SLYRB measures: natural invariant measures for chaotic systems

In many applications it is useful to consider not only the set that constitutes an attractor but also (if it exists) the asymptotic distribution of a typical trajectory converging to the attractor. Indeed, in the physics literature such a distribution is often assumed to exist. When it exists, it is called a “natural invariant measure”. The results by Lasota and Yorke, and by Sinai, Ruelle and Bowen represent two approaches both of which establish the existence of an invariant measure. The goal of this paper is to relate the “Lasota–Yorke measure” for chaotic attractors in one-dimensional maps and the “Sinai–Ruelle–Bowen measure” for chaotic attractors in higher-dimensional dynamical systems. We introduce the notion of “SLYRB measure”. (We pronounce the term “SLYRB” as a single word “slurb”.) The SRB concept of measure can be motivated by asking how a trajectory from a typical initial point is distributed asymptotically.
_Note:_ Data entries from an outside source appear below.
//! Players that turn positions into moves
//!
//! An agent owns its random source for its whole lifetime. [`MctsAgent`]
//! builds a fresh search tree for every decision and drops it afterwards.

use log::{info, warn};
use rand::SeedableRng;
use rand_chacha::ChaCha20Rng;

use crate::{
    config::{AgentConfig, MCTSConfig},
    game_state::{GameState, Move, PlayerId},
    mcts::MCTS,
    utils, Result,
};

/// A player that can be asked for a move
pub trait Agent<S: GameState> {
    /// The agent's display name
    fn name(&self) -> &str;

    /// The side the agent plays
    fn role(&self) -> PlayerId;

    /// Chooses a move for the given position
    ///
    /// Returns None when the agent has nothing to play; what that means
    /// (pass, resignation, loss) is up to the caller.
    fn take_action(&mut self, state: &S) -> Option<Move>;
}

fn seeded_rng(seed: Option<u64>) -> ChaCha20Rng {
    match seed {
        Some(seed) => ChaCha20Rng::seed_from_u64(seed),
        None => ChaCha20Rng::from_entropy(),
    }
}

/// Agent that picks its moves with Monte Carlo Tree Search
pub struct MctsAgent {
    config: AgentConfig,
    search_config: MCTSConfig,
    rng: ChaCha20Rng,
}

impl MctsAgent {
    /// Creates an agent with default search settings
    ///
    /// # Errors
    ///
    /// Fails if the agent config does not validate.
    pub fn new(config: AgentConfig) -> Result<Self> {
        let search_config = MCTSConfig::default().with_max_iterations(config.iterations);
        Self::with_search_config(config, search_config)
    }

    /// Creates an agent with explicit search settings
    ///
    /// The iteration budget always comes from `config.iterations`.
    ///
    /// # Errors
    ///
    /// Fails if either config does not validate.
    pub fn with_search_config(config: AgentConfig, search_config: MCTSConfig) -> Result<Self> {
        config.validate()?;
        search_config.validate()?;

        info!(
            "agent {} plays {} with {} iterations per move (seed {:?})",
            config.name, config.role, config.iterations, config.seed
        );

        Ok(MctsAgent {
            rng: seeded_rng(config.seed),
            search_config: search_config.with_max_iterations(config.iterations),
            config,
        })
    }

    /// Parses `key=value` arguments and creates the agent
    ///
    /// ```
    /// use nogo_mcts::{agent::{Agent, MctsAgent}, nogo::NoGoBoard, PlayerId};
    ///
    /// let agent = MctsAgent::from_args("name=tester role=white seed=3 N=50").unwrap();
    /// assert_eq!(Agent::<NoGoBoard>::role(&agent), PlayerId::Second);
    /// ```
    ///
    /// # Errors
    ///
    /// See [`AgentConfig`]'s `FromStr` implementation.
    pub fn from_args(args: &str) -> Result<Self> {
        Self::new(args.parse()?)
    }

    /// Returns the agent's configuration
    pub fn config(&self) -> &AgentConfig {
        &self.config
    }
}

impl<S: GameState + 'static> Agent<S> for MctsAgent {
    fn name(&self) -> &str {
        &self.config.name
    }

    fn role(&self) -> PlayerId {
        self.config.role
    }

    fn take_action(&mut self, state: &S) -> Option<Move> {
        if state.current_player() != self.config.role {
            warn!(
                "agent {} ({}) asked to move for {}",
                self.config.name,
                self.config.role,
                state.current_player()
            );
        }

        let mut mcts = MCTS::new(state.clone(), self.search_config.clone());
        mcts.run(self.config.iterations, &mut self.rng)
    }
}

/// Agent that plays a uniformly random legal move
pub struct RandomAgent {
    config: AgentConfig,
    rng: ChaCha20Rng,
}

impl RandomAgent {
    /// Creates a random agent
    ///
    /// # Errors
    ///
    /// Fails if the config does not validate.
    pub fn new(config: AgentConfig) -> Result<Self> {
        config.validate()?;
        Ok(RandomAgent {
            rng: seeded_rng(config.seed),
            config,
        })
    }
}

impl<S: GameState> Agent<S> for RandomAgent {
    fn name(&self) -> &str {
        &self.config.name
    }

    fn role(&self) -> PlayerId {
        self.config.role
    }

    fn take_action(&mut self, state: &S) -> Option<Move> {
        utils::shuffled_moves(state.action_space(), &mut self.rng)
            .into_iter()
            .find(|&index| state.apply(index).is_ok())
            .map(|index| Move::new(index, state.current_player()))
    }
}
Similarly the SLYRB concept of measure can be motivated by asking what the average distribution is for trajectories of a large collection of initial points in some region not necessarily restricted to a single basin. The latter is analogous to ask where all the rain drops from a rain storm go and the former asks about where a single rain drop goes, perhaps winding up distributed throughout a particular lake.